EXCURSIÓN DE UN DÍA: LA RUTA DE LOS MOLINOS

La ruta de hoy la hemos elegido condicionada a hacer la excursión con un bebé, por lo que es una ruta llana, cortita y no muy lejos de Valencia, pero que ha cumplido nuestras expectativas ya que hemos estado en contacto con la naturaleza, acompañados por el murmullo de un río y hemos aprendido cosas interesantes sobre la antigua economía de esta zona de interior por toda la historia de sus molinos, como indica su nombre.

La Ruta de los Molinos se encuentra en el pueblo de Alborache, en la comarca de la Hoya de Buñol, a poco más de media hora de Valencia, ya que se llega cogiendo la A3, la autovía de Madrid y desviándote a la altura de Buñol.

Alborache es un pueblo que tuvo su origen en una pequeña alquería islámica, por lo que su casco antiguo es un laberinto de callejuelas que recuerdan el trazado medieval. Pero nosotros hoy nos centramos en recorrer la Ruta de los molinos, que son molinos de agua que estaban a orillas del río Buñol y que se han recuperado a partir de 2010 que es cuando se inauguró el sendero de la Ruta de los Molinos.

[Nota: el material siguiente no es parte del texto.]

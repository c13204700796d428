//! End-to-end coverage of the splitter and dump paths against real files on
//! disk, as opposed to the in-memory `Cursor` fixtures the unit tests under
//! `src/` use.

use mpegts_toolkit::splitter::{LengthKind, OutputRequest, Splitter, StartKind};
use mpegts_toolkit::ts::packet::{
    self, AdaptationField, Packet, ProgramClockReference, ScramblingControl,
};
use mpegts_toolkit::ts::reader::{PacketReader, ReaderEvent};

fn packet_with_pcr(seconds: f64, cc: u8) -> Vec<u8> {
    let base = (seconds * 90_000.0) as u64;
    let af = AdaptationField {
        pcr: Some(ProgramClockReference { base, extension: 0 }),
        ..Default::default()
    };
    // Flags byte (1) + PCR (6) for a PCR-only adaptation field, no stuffing.
    let body_len = 7;
    let payload = vec![0u8; 184 - 1 - body_len];
    let packet = Packet {
        transport_error_indicator: false,
        payload_unit_start_indicator: true,
        transport_priority: false,
        pid: 0x100,
        scrambling_control: ScramblingControl::NotScrambled,
        continuity_counter: cc,
        adaptation_field: Some(af),
        payload: Some(payload),
        null_tail: None,
    };
    packet::generate(&packet).unwrap()
}

#[tokio::test]
async fn split_extracts_the_requested_packet_range_from_a_real_file() {
    let dir = tempfile::tempdir().unwrap();
    let input_path = dir.path().join("input.ts");

    let mut stream = Vec::new();
    for i in 0..40u8 {
        stream.extend(packet_with_pcr(i as f64 * 0.01, i % 16));
    }
    tokio::fs::write(&input_path, &stream).await.unwrap();

    let output_path = dir.path().join("slice.ts");
    let file = tokio::fs::File::open(&input_path).await.unwrap();
    let mut reader = PacketReader::new(file);

    let mut splitter = Splitter::new();
    splitter
        .set_output_requests(vec![OutputRequest {
            file_path: output_path.to_string_lossy().to_string(),
            start: StartKind::Packet(10),
            length: LengthKind::Packets(5),
        }])
        .unwrap();
    splitter.run(&mut reader).await.unwrap();

    let extracted = tokio::fs::read(&output_path).await.unwrap();
    let expected = &stream[10 * packet::PACKET_SIZE..15 * packet::PACKET_SIZE];
    assert_eq!(extracted, expected);
}

#[tokio::test]
async fn dump_reads_every_packet_of_a_real_file_in_order() {
    let dir = tempfile::tempdir().unwrap();
    let input_path = dir.path().join("input.ts");

    let mut stream = Vec::new();
    for i in 0..20u8 {
        stream.extend(packet_with_pcr(i as f64 * 0.1, i % 16));
    }
    tokio::fs::write(&input_path, &stream).await.unwrap();

    let file = tokio::fs::File::open(&input_path).await.unwrap();
    let mut reader = PacketReader::new(file);

    let mut seen_cc = Vec::new();
    loop {
        match reader.next_event().await.unwrap() {
            ReaderEvent::Eof => break,
            ReaderEvent::Discontinuity { .. } => {}
            ReaderEvent::PacketReady { packet, .. } => seen_cc.push(packet.continuity_counter),
        }
    }

    let expected: Vec<u8> = (0..20u8).map(|i| i % 16).collect();
    assert_eq!(seen_cc, expected);
    assert_eq!(reader.packet_count(), 20);
}
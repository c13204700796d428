#![doc(html_root_url = "https://docs.rs/mpegts-toolkit/0.1.0")]
#![cfg_attr(docsrs, feature(doc_cfg))]
#![deny(missing_docs)]
#![deny(rustdoc::missing_crate_level_docs)]

//! # mpegts-toolkit
//!
//! A toolkit for MPEG-TS (ISO/IEC 13818-1) transport streams: a bit-accurate
//! packet codec, a framed reader that autodetects and re-syncs to capture
//! prefixes, a PCR-paced HTTP fan-out server, and a stream splitter.
//!
//! Demuxing elementary streams, decoding PSI (PAT/PMT), CAS/scrambling, and
//! TS-over-UDP are out of scope; payloads and adaptation field extensions are
//! always treated as opaque bytes.
//!
//! ## Quick Start
//!
//! Add this to your `Cargo.toml`:
//!
//! ```toml
//! [dependencies]
//! mpegts-toolkit = "0.1.0"
//! ```
//!
//! ### Parsing a packet
//!
//! ```rust
//! use mpegts_toolkit::ts::packet;
//!
//! let mut bytes = vec![0x47, 0x1F, 0xFF];
//! bytes.extend(std::iter::repeat(0u8).take(185));
//! let packet = packet::parse(&bytes)?;
//! assert!(packet.is_null());
//! # Ok::<(), mpegts_toolkit::error::TsError>(())
//! ```
//!
//! ## Module Overview
//!
//! - `ts`: the bit-accurate packet codec (sync byte, header, adaptation
//!   field, PCR/OPCR), the framed reader with prefix autodetection/re-sync
//!   and discontinuity tracking, and the back-pressured framed writer.
//! - `server`: the PCR-paced streaming server and its HTTP fan-out client
//!   collaborator.
//! - `splitter`: splits a stream into output files by byte offset, packet
//!   count, or discontinuity segment, with dynamic segment templates.
//! - `config`: CLI/environment-driven settings shared by the three binaries.
//! - `error`: the crate-wide error type and `Result` alias.
//! - `humanreadable`: byte-count and hex dump formatting for `ts-dump`.

/// Configuration assembly for the three binaries.
pub mod config;

/// Error types and the crate-wide `Result` alias.
pub mod error;

/// Byte-count and hex dump formatting used by the dump binary.
pub mod humanreadable;

/// The stream server and its HTTP fan-out client collaborator.
pub mod server;

/// The stream splitter and its numeric-range output-template filter.
pub mod splitter;

/// MPEG-TS bit stream, typed fields, packet codec, reader, and writer.
pub mod ts;

pub use error::{Result, TsError};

El sendero tiene unos 2 kilómetros y es lineal, por lo que hay que ir y volver por el mismo sitio, pero debido a lo bonito y sencillo de la ruta no importa para nada volver por donde ya has pasado. Todo el rato vas a la orilla del río, con pequeñas cascadas, un azud y numerosos rincones de gran belleza.

Nosotros lo hemos hecho en otoño y un día soleado, perfecto para pasear y para disfrutar del colorido otoñal de los árboles, tan diferente a si vienes en otra época del año.

Empezamos la ruta por la parte más alejada del pueblo, ya que nos pasamos la entrada que lleva al primer aparcamiento, porque, al ser la ruta lineal, la puedes empezar tanto desde el inicio como desde el final, y aunque fue por casualidad, creo que la forma en que la recorrimos nosotros es más bonita que al revés, ya que ya empiezas tropezándote con unas  pequeñas cascadas que forma el río.

Te encontrarás rincones como éste

Puedes aparcar y empezar la ruta por el Molino Galán, para lo cual debes buscar la indicación que te lleva al alojamiento rural Molino Galán, que además es un local para bodas y ceremonias, o bien puedes atravesar el pueblo y siguiendo la carretera de Turís y nada más cruzar un puente, a mano izquierda, te metes por un camino y ya  puedes aparcar y empezar la ruta por ahí, como hicimos nosotros.

Tendrás que bajar una pequeña cuesta hasta encontrarte con el río y a partir de ahí solo tienes que seguir el camino y disfrutar.

Ah! Lo que si hay que decir es que, aunque en todas las reseñas pone que se puede hacer con carrito de bebe, no te lo aconsejo ya que nosotros, aunque al principio intentamos ir con el carrito tuvimos que desistir y poner al bebe en una mochilita porque el camino es de tierra y piedras.

Cruzaras el río por pasarelas de madera, te adentraras entre cañas, verás un azud y entre todo ello cinco molinos que en principio fueron harineros y ya a mediados del s. XIX se convirtieron en papeleros hasta que dejaron de funcionar, incluso hubo alguno donde se elaboraba chocolate. Llegaron a haber once, aunque hoy solo quedan cuatro, bien en ruinas, de propiedad privada o reconvertido en alojamiento rural como el Molino Galán.

Atravesarás pasarelas de madera…
Te adentrarás entre cañas…
Verás un azud…

A lo largo del recorrido hay una zona con banquitos de madera para hacer picnic o sentarse a descansar y también, casi llegando ya al Molino Galán, hay un desvío hacia el Charco Azul, donde también hay una zona con bancos y mesas de madera.

Nosotros, al inicio de la ruta,  tuvimos la precaución de reservar la comida en el Restaurante Abetos, que está en la misma carretera que atraviesa el pueblo porque, al no haber mucha oferta gastronómica en el pueblo, los fines de semana puedes tener problemas para encontrar sitio para comer.

Pues esta ha sido nuestra ruta, sencillita, para poder hacer con niños, con personas poco acostumbradas a caminar, o con un bebé en su mochilita.

Ya sabéis que lo importante es que no te quedes en casa.